■ **PROBLEM STATEMENT**
Copy each line of the entries that contains the word "rotation".

Saved entries
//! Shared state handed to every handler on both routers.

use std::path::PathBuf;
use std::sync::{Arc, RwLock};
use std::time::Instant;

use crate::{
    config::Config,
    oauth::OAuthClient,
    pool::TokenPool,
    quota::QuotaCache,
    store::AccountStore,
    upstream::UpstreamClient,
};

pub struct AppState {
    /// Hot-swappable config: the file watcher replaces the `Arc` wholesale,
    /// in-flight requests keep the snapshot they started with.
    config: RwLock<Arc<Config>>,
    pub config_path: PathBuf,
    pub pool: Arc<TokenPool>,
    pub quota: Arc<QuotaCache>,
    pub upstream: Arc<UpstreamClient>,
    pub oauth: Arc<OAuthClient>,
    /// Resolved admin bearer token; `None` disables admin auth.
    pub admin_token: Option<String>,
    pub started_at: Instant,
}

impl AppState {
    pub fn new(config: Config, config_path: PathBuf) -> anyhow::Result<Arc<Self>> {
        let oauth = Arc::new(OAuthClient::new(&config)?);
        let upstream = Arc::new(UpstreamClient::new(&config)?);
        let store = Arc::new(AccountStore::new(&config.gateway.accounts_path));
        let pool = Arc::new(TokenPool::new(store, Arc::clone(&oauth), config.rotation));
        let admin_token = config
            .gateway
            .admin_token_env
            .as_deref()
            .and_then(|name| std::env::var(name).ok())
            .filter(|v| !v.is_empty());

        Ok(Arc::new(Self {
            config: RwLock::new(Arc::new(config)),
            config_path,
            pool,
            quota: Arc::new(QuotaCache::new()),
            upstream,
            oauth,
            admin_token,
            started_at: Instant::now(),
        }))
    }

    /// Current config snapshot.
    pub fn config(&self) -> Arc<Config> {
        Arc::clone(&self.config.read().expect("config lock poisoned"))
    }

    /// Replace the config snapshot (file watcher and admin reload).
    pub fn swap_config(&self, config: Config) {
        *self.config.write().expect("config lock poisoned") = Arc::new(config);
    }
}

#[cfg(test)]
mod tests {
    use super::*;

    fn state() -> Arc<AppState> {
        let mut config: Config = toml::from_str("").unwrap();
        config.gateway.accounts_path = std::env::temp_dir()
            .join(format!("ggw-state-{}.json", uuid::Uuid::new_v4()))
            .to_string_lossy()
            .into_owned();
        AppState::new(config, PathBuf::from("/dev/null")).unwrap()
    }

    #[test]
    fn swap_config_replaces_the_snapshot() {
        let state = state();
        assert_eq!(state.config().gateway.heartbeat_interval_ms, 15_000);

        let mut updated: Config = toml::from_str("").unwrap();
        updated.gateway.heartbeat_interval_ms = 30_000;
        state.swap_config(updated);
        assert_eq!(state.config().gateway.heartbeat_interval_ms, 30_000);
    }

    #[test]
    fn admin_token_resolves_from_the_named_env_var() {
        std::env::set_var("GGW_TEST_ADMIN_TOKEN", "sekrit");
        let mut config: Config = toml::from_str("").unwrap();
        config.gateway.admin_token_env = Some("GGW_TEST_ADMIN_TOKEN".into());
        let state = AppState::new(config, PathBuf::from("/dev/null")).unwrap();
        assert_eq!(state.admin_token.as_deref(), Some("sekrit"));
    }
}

---

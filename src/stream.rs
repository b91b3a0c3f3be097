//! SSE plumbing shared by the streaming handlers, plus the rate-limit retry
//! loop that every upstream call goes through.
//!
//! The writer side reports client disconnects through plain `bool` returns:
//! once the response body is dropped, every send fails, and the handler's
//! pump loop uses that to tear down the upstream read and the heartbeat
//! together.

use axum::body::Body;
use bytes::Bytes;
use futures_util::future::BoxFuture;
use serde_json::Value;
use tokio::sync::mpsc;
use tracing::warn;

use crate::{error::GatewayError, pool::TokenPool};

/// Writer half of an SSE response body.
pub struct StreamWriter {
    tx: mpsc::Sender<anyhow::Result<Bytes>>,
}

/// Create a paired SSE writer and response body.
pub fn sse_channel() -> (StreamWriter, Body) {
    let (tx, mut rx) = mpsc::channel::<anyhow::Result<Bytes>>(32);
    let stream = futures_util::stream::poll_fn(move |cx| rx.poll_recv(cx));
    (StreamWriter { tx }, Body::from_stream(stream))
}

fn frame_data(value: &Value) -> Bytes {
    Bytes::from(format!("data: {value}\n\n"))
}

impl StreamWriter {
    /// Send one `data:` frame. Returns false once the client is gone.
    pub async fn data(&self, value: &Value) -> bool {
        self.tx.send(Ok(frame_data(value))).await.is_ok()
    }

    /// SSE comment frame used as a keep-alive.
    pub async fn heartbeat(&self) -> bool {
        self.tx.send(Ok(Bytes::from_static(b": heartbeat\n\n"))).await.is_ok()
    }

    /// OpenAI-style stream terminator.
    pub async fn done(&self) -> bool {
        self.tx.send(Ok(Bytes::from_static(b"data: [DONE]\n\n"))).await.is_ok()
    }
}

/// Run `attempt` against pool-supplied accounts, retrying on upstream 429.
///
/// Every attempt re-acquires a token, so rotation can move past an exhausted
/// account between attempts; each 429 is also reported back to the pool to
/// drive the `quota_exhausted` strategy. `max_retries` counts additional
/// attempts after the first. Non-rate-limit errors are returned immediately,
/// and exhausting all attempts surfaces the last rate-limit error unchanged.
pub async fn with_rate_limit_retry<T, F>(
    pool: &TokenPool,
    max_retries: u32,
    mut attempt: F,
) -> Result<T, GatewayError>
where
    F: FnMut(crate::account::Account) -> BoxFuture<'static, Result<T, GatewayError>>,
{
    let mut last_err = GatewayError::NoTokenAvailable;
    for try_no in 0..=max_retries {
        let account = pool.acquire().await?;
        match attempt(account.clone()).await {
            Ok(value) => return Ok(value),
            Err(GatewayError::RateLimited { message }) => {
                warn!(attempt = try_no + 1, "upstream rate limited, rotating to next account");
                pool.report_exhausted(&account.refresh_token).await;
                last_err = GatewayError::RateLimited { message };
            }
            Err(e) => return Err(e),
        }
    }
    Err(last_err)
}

■ **OUTPUT FOR THIS TASK**
        let pool = Arc::new(TokenPool::new(store, Arc::clone(&oauth), config.rotation));
/// Every attempt re-acquires a token, so rotation can move past an exhausted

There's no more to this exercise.